Esperimento segretoIl batterio che ha ripulito le statue di Michelangelo

Una specie di arma biologica contro macchie secolari, documentate fin dal XVI secolo. L’operazione, condotta tra i due lockdown, ha restituito i marmi alla loro bellezza originaria

da Wikimedia Commons

Quelle che coprivano i marmi delle Cappelle Medicee, creati da Michelangelo Buonarroti, erano macchie secolari. Documentate dal XVI secolo, risultavano impossibili da rimuovere anche dopo un decennio di pulizie e restauri.

L’unica (creativa) soluzione è stato allora ricorrere ai batteri. Un esercito di microbi iperselezionati che, ricorda il New York Times, in un’operazione «top secret» ha mangiato (alla lettera) la sporcizia, liberando i marmi e riportandoli all’antico splendore. Il tutto a cavallo dei due lockdown.

Tutto comincia con le analisi di uno dei punti più sporchi, un quadrato appena visibile nella nicchia tra la cappella e la tomba monumentale di Lorenzo de’ Medici duca di Urbino (non il Magnifico), custodita nella Sagrestia Nuova – tomba condivisa con il presunto figlio Alessandro.

Secondo Daniela Manna,una delle restauratrici, il responsabile di quello sfacelo è stato proprio Alessandro – o meglio, il suo cadavere. Sepolto di fretta, senza trattamenti adeguati, nel tempo aveva liberato fosfati che avevano intaccato la superficie, con macchie e malformazioni. L’unica risposta possibile era, appunto l’arma batteriologica.

La selezione del microbo giusto (occorre evitare che metta a rischio le componenti del marmo) avvenuta verso la fine del 2019, è toccata ad Anna Rosa Sprocati, biologa dell’Enea, l’Agenzia nazionale per le nuove tecnologie. Il prescelto, tra oltre un migliaio di candidati, è stato un Serratia Ficaria SH7, che applicato sulla macchia dopo una serie di tentativi, ha fatto sparire un segno di sporcizia secolare.

Si può dire, come ha affermato Monica Bietti, ex direttrice delle Cappelle Medicee, che «il batterio ha mangiato Alessandro». Una definizione un po’ cruda e, trattandosi di un morto di quasi 500 anni fa, forse illegittimo e già scomodo all’epoca tanto da non venire ricordato in nessuna lapide. Ma tutto sommato corretta.
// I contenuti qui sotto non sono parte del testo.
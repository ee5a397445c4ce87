use thiserror::Error;

pub type PolicyResult<T> = Result<T, PolicyError>;

#[derive(Debug, Clone, PartialEq, Eq, Error)]
pub enum PolicyError {
    #[error("rule {rule_id}: action must be allow, deny or an aggregate expression ({reason})")]
    InvalidAction { rule_id: u64, reason: String },

    #[error("rule {rule_id}: priority must be at least 1")]
    InvalidPriority { rule_id: u64 },

    #[error("rule {rule_id}: invalid condition: {reason}")]
    InvalidCondition { rule_id: u64, reason: String },

    #[error("rule {0} has no owner")]
    MissingOwner(u64),

    #[error("template '{0}' already exists")]
    DuplicateTemplate(String),

    #[error("template '{0}' not found")]
    UnknownTemplate(String),
}
//! Planner error types
//!
//! Error codes:
//! - SG_AGGREGATE_INVALID_EXPRESSION (REJECT)
//! - SG_AGGREGATE_UNKNOWN_KIND (REJECT)
//! - SG_CHANNEL_UNSUPPORTED_TYPE (REJECT)
//! - SG_NOISE_DEGENERATE_SENSITIVITY (REJECT)
//! - SG_NOISE_INVALID_PARAMETER (REJECT)
//! - SG_WINDOW_REQUIRED (REJECT)
//! - SG_WINDOW_TOO_LARGE (REJECT)
//! - SG_WINDOW_INVALID (REJECT)
//! - SG_ACCESS_DENIED (REJECT)
//! - SG_STREAM_NOT_FOUND (REJECT)
//! - SG_PREDICATE_INVALID (REJECT)
//! - SG_STORE_FAILED (ERROR)
//! - SG_STORE_TIMEOUT (ERROR)

use std::fmt;

use crate::aggregate::{AggregateError, AggregateErrorCode};
use crate::correlate::CorrelateError;
use crate::model::WindowViolation;
use crate::predicate::PredicateError;
use crate::privacy::NoiseError;
use crate::store::{CatalogError, StoreError};

/// Severity levels for planner errors
#[derive(Debug, Clone, Copy, PartialEq, Eq)]
pub enum Severity {
    /// Request rejected; retrying unchanged fails the same way
    Reject,
    /// A collaborator failed
    Error,
}

impl fmt::Display for Severity {
    fn fmt(&self, f: &mut fmt::Formatter<'_>) -> fmt::Result {
        match self {
            Severity::Reject => write!(f, "REJECT"),
            Severity::Error => write!(f, "ERROR"),
        }
    }
}

#[derive(Debug, Clone, Copy, PartialEq, Eq)]
pub enum PlannerErrorCode {
    SgAggregateInvalidExpression,
    SgAggregateUnknownKind,
    SgChannelUnsupportedType,
    /// Zero-width range or no statistics for a noised channel
    SgNoiseDegenerateSensitivity,
    /// Epsilon or sample count out of range
    SgNoiseInvalidParameter,
    SgWindowRequired,
    SgWindowTooLarge,
    /// Start after end
    SgWindowInvalid,
    /// Resolver produced Deny
    SgAccessDenied,
    SgStreamNotFound,
    SgPredicateInvalid,
    SgStoreFailed,
    SgStoreTimeout,
}

impl PlannerErrorCode {
    pub fn code(&self) -> &'static str {
        match self {
            PlannerErrorCode::SgAggregateInvalidExpression => "SG_AGGREGATE_INVALID_EXPRESSION",
            PlannerErrorCode::SgAggregateUnknownKind => "SG_AGGREGATE_UNKNOWN_KIND",
            PlannerErrorCode::SgChannelUnsupportedType => "SG_CHANNEL_UNSUPPORTED_TYPE",
            PlannerErrorCode::SgNoiseDegenerateSensitivity => "SG_NOISE_DEGENERATE_SENSITIVITY",
            PlannerErrorCode::SgNoiseInvalidParameter => "SG_NOISE_INVALID_PARAMETER",
            PlannerErrorCode::SgWindowRequired => "SG_WINDOW_REQUIRED",
            PlannerErrorCode::SgWindowTooLarge => "SG_WINDOW_TOO_LARGE",
            PlannerErrorCode::SgWindowInvalid => "SG_WINDOW_INVALID",
            PlannerErrorCode::SgAccessDenied => "SG_ACCESS_DENIED",
            PlannerErrorCode::SgStreamNotFound => "SG_STREAM_NOT_FOUND",
            PlannerErrorCode::SgPredicateInvalid => "SG_PREDICATE_INVALID",
            PlannerErrorCode::SgStoreFailed => "SG_STORE_FAILED",
            PlannerErrorCode::SgStoreTimeout => "SG_STORE_TIMEOUT",
        }
    }

    pub fn severity(&self) -> Severity {
        match self {
            PlannerErrorCode::SgStoreFailed | PlannerErrorCode::SgStoreTimeout => Severity::Error,
            _ => Severity::Reject,
        }
    }
}

impl fmt::Display for PlannerErrorCode {
    fn fmt(&self, f: &mut fmt::Formatter<'_>) -> fmt::Result {
        write!(f, "{}", self.code())
    }
}

/// Planner error type with full context
#[derive(Debug, Clone, PartialEq, Eq)]
pub struct PlannerError {
    code: PlannerErrorCode,
    message: String,
}

impl PlannerError {
    fn new(code: PlannerErrorCode, message: impl Into<String>) -> Self {
        Self {
            code,
            message: message.into(),
        }
    }

    pub fn access_denied(user: &str, owner: &str, stream: &str) -> Self {
        Self::new(
            PlannerErrorCode::SgAccessDenied,
            format!("user '{}' may not read {}/{}", user, owner, stream),
        )
    }

    pub fn stream_not_found(owner: &str, stream: &str) -> Self {
        Self::new(
            PlannerErrorCode::SgStreamNotFound,
            format!("stream {}/{} does not exist", owner, stream),
        )
    }

    pub fn window_required(reason: impl Into<String>) -> Self {
        Self::new(PlannerErrorCode::SgWindowRequired, reason)
    }

    pub fn window_too_large(span_secs: i64, max_secs: i64) -> Self {
        Self::new(
            PlannerErrorCode::SgWindowTooLarge,
            format!("window spans {}s, at most {}s allowed", span_secs, max_secs),
        )
    }

    pub fn window_invalid(reason: impl Into<String>) -> Self {
        Self::new(PlannerErrorCode::SgWindowInvalid, reason)
    }

    pub fn predicate_invalid(reason: impl Into<String>) -> Self {
        Self::new(PlannerErrorCode::SgPredicateInvalid, reason)
    }

    pub fn degenerate_sensitivity(reason: impl Into<String>) -> Self {
        Self::new(PlannerErrorCode::SgNoiseDegenerateSensitivity, reason)
    }

    pub fn store_failed(reason: impl Into<String>) -> Self {
        Self::new(PlannerErrorCode::SgStoreFailed, reason)
    }

    pub fn store_timeout(operation: &str, timeout_ms: u64) -> Self {
        Self::new(
            PlannerErrorCode::SgStoreTimeout,
            format!("{} did not finish within {}ms", operation, timeout_ms),
        )
    }

    pub fn code(&self) -> PlannerErrorCode {
        self.code
    }

    pub fn severity(&self) -> Severity {
        self.code.severity()
    }

    pub fn message(&self) -> &str {
        &self.message
    }

    /// Denials are shown to callers as empty results, unlike other failures
    pub fn is_access_denied(&self) -> bool {
        self.code == PlannerErrorCode::SgAccessDenied
    }
}

impl fmt::Display for PlannerError {
    fn fmt(&self, f: &mut fmt::Formatter<'_>) -> fmt::Result {
        write!(f, "[{}] {}: {}", self.severity(), self.code, self.message)
    }
}

impl std::error::Error for PlannerError {}

impl From<AggregateError> for PlannerError {
    fn from(err: AggregateError) -> Self {
        let code = match err.code() {
            AggregateErrorCode::SgAggregateInvalidExpression => {
                PlannerErrorCode::SgAggregateInvalidExpression
            }
            AggregateErrorCode::SgAggregateUnknownKind => PlannerErrorCode::SgAggregateUnknownKind,
            AggregateErrorCode::SgChannelUnsupportedType => PlannerErrorCode::SgChannelUnsupportedType,
        };
        Self::new(code, err.message())
    }
}

impl From<NoiseError> for PlannerError {
    fn from(err: NoiseError) -> Self {
        let code = match &err {
            NoiseError::UnknownAggregateKind(_) => PlannerErrorCode::SgAggregateUnknownKind,
            NoiseError::DegenerateSensitivity { .. } => PlannerErrorCode::SgNoiseDegenerateSensitivity,
            NoiseError::InvalidEpsilon(_) | NoiseError::InvalidSampleCount => {
                PlannerErrorCode::SgNoiseInvalidParameter
            }
        };
        Self::new(code, err.to_string())
    }
}

impl From<WindowViolation> for PlannerError {
    fn from(violation: WindowViolation) -> Self {
        match violation {
            WindowViolation::Missing => Self::window_required(violation.to_string()),
            WindowViolation::TooLarge {
                span_secs,
                max_secs,
            } => Self::window_too_large(span_secs, max_secs),
            WindowViolation::Inverted => Self::window_invalid(violation.to_string()),
        }
    }
}

impl From<PredicateError> for PlannerError {
    fn from(err: PredicateError) -> Self {
        Self::predicate_invalid(err.to_string())
    }
}

impl From<CorrelateError> for PlannerError {
    fn from(err: CorrelateError) -> Self {
        match err {
            CorrelateError::Window(violation) => violation.into(),
            other => Self::predicate_invalid(other.to_string()),
        }
    }
}

impl From<StoreError> for PlannerError {
    fn from(err: StoreError) -> Self {
        match err {
            StoreError::Predicate(inner) => inner.into(),
            other => Self::store_failed(other.to_string()),
        }
    }
}

impl From<CatalogError> for PlannerError {
    fn from(err: CatalogError) -> Self {
        match &err {
            CatalogError::StreamNotFound { owner, name } => Self::stream_not_found(owner, name),
            _ => Self::store_failed(err.to_string()),
        }
    }
}

/// Result type for planner operations
pub type PlannerResult<T> = Result<T, PlannerError>;

#[cfg(test)]
mod tests {
    use super::*;
    use crate::store::StoreOp;

    #[test]
    fn test_display_format() {
        let err = PlannerError::access_denied("bob", "alice", "env");
        assert!(err.is_access_denied());
        assert_eq!(
            err.to_string(),
            "[REJECT] SG_ACCESS_DENIED: user 'bob' may not read alice/env"
        );
        let err = PlannerError::store_timeout("materialize", 10);
        assert_eq!(err.severity(), Severity::Error);
        assert!(err.to_string().starts_with("[ERROR] SG_STORE_TIMEOUT"));
    }

    #[test]
    fn test_window_violation_codes() {
        assert_eq!(
            PlannerError::from(WindowViolation::Missing).code(),
            PlannerErrorCode::SgWindowRequired
        );
        assert_eq!(
            PlannerError::from(WindowViolation::TooLarge {
                span_secs: 10,
                max_secs: 5
            })
            .code(),
            PlannerErrorCode::SgWindowTooLarge
        );
        assert_eq!(
            PlannerError::from(CorrelateError::Window(WindowViolation::Inverted)).code(),
            PlannerErrorCode::SgWindowInvalid
        );
    }

    #[test]
    fn test_leaf_errors_lifted() {
        let noise = NoiseError::DegenerateSensitivity {
            aggregate: "max".into(),
            min: 1.0,
            max: 1.0,
        };
        assert_eq!(
            PlannerError::from(noise).code(),
            PlannerErrorCode::SgNoiseDegenerateSensitivity
        );
        assert_eq!(
            PlannerError::from(AggregateError::unknown_kind("mode")).code(),
            PlannerErrorCode::SgAggregateUnknownKind
        );
        assert_eq!(
            PlannerError::from(StoreError::Injected(StoreOp::UnionAlign)).code(),
            PlannerErrorCode::SgStoreFailed
        );
        assert_eq!(
            PlannerError::from(StoreError::Predicate(PredicateError::UnknownColumn("x".into()))).code(),
            PlannerErrorCode::SgPredicateInvalid
        );
    }
}
//! JSON I/O handling for CLI
//!
//! - Input: single JSON object via stdin
//! - Output: single JSON object via stdout

use std::io::{self, Read, Write};

use serde_json::Value;

use super::errors::{CliError, CliResult};

/// Read a JSON request from stdin
pub fn read_request() -> CliResult<Value> {
    let mut input = String::new();
    io::stdin().lock().read_to_string(&mut input)?;

    if input.trim().is_empty() {
        return Err(CliError::io_error("Empty input"));
    }

    Ok(serde_json::from_str(&input)?)
}

/// Write a success response to stdout
pub fn write_response(data: Value) -> CliResult<()> {
    write_line(&serde_json::json!({
        "status": "ok",
        "data": data
    }))
}

/// Write an error response to stdout
pub fn write_error(code: &str, message: &str) -> CliResult<()> {
    write_line(&serde_json::json!({
        "status": "error",
        "code": code,
        "message": message
    }))
}

fn write_line(response: &Value) -> CliResult<()> {
    let mut stdout = io::stdout();
    serde_json::to_writer(&mut stdout, response)?;
    writeln!(stdout)?;
    stdout.flush()?;
    Ok(())
}
//! Access rules and owner macros

use std::collections::BTreeSet;

use serde::{Deserialize, Serialize};

/// An owner-authored access rule
///
/// `None` targets mean "every user" / "every stream". A rule with a
/// `template_name` is a template: it is stored but never resolved directly.
#[derive(Debug, Clone, PartialEq, Eq, Serialize, Deserialize)]
pub struct Rule {
    /// Assigned by the catalog on insert
    #[serde(default)]
    pub id: u64,
    pub owner: String,
    /// Higher is stronger; `None` is unset
    #[serde(default)]
    pub priority: Option<u32>,
    #[serde(default)]
    pub target_users: Option<BTreeSet<String>>,
    #[serde(default)]
    pub target_streams: Option<BTreeSet<String>>,
    #[serde(default)]
    pub condition: Option<String>,
    /// `allow`, `deny`, or an aggregate expression
    pub action: String,
    #[serde(default)]
    pub template_name: Option<String>,
}

/// Classified rule action
#[derive(Debug, Clone, Copy, PartialEq, Eq)]
pub enum RuleAction<'a> {
    Allow,
    Deny,
    Aggregate(&'a str),
}

impl Rule {
    pub fn action(&self) -> RuleAction<'_> {
        let action = self.action.trim();
        if action.eq_ignore_ascii_case("allow") {
            RuleAction::Allow
        } else if action.eq_ignore_ascii_case("deny") {
            RuleAction::Deny
        } else {
            RuleAction::Aggregate(action)
        }
    }

    pub fn is_template(&self) -> bool {
        self.template_name.is_some()
    }

    /// True when the rule targets this stream and user and is not a template
    pub fn applies_to(&self, stream_name: &str, user: &str) -> bool {
        !self.is_template()
            && self
                .target_streams
                .as_ref()
                .map_or(true, |s| s.contains(stream_name))
            && self
                .target_users
                .as_ref()
                .map_or(true, |u| u.contains(user))
    }

    /// Trimmed condition text; blank conditions count as absent
    pub fn condition_text(&self) -> Option<&str> {
        self.condition
            .as_deref()
            .map(str::trim)
            .filter(|c| !c.is_empty())
    }

    pub fn is_unconditional(&self) -> bool {
        self.condition_text().is_none()
    }
}

/// Owner-defined `$(NAME)` text substitution
#[derive(Debug, Clone, PartialEq, Eq, Serialize, Deserialize)]
pub struct Macro {
    pub owner: String,
    pub name: String,
    pub value: String,
}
L’operazione, cominciata a ottobre 2020, all’alba della seconda ondata, è durata un’intera notte.

Un’operazione simile, in realtà, era stata messa a punto anche qualche mese prima.

Durante il primo lockdown erano state pulite le statue del Giorno e della Notte che adornano la tomba di Giuliano de’ Medici, duca di Nemours. In particolare era stato applicato un gel ai capelli della statua femminile (la Notte) con il batterio Pseudomonas stutzeri CONC11, isolato da una conceria alle porte di Napoli. Insieme al Rhodococcus sp. ZCONT (prelevato da una porzione di suolo casertano contaminato con diesel) aveva fatto piazza pulita dei residui di colla, olio e gesso.

Per la faccia si è preferito andare cauti e utilizzare un gel alla gomma di xantano e lo stesso con la testa di Giuliano. Il trattamento ha riguardato anche l’altare sotto cui è sepolto Lorenzo il Magnifico. Per l’esattezza, le dita dei piedi delle statue dei santi. Un particolare che non poteva mancare.

E così – riassume il New York Times – In un’era dominata dai disastri commessi da un virus, con conseguente uso e abuso di amuchina e alcol, la soluzione per un problema secolare è toccata a un batterio. Forse non è una lezione, ma è senza dubbio un aspetto suggestivo.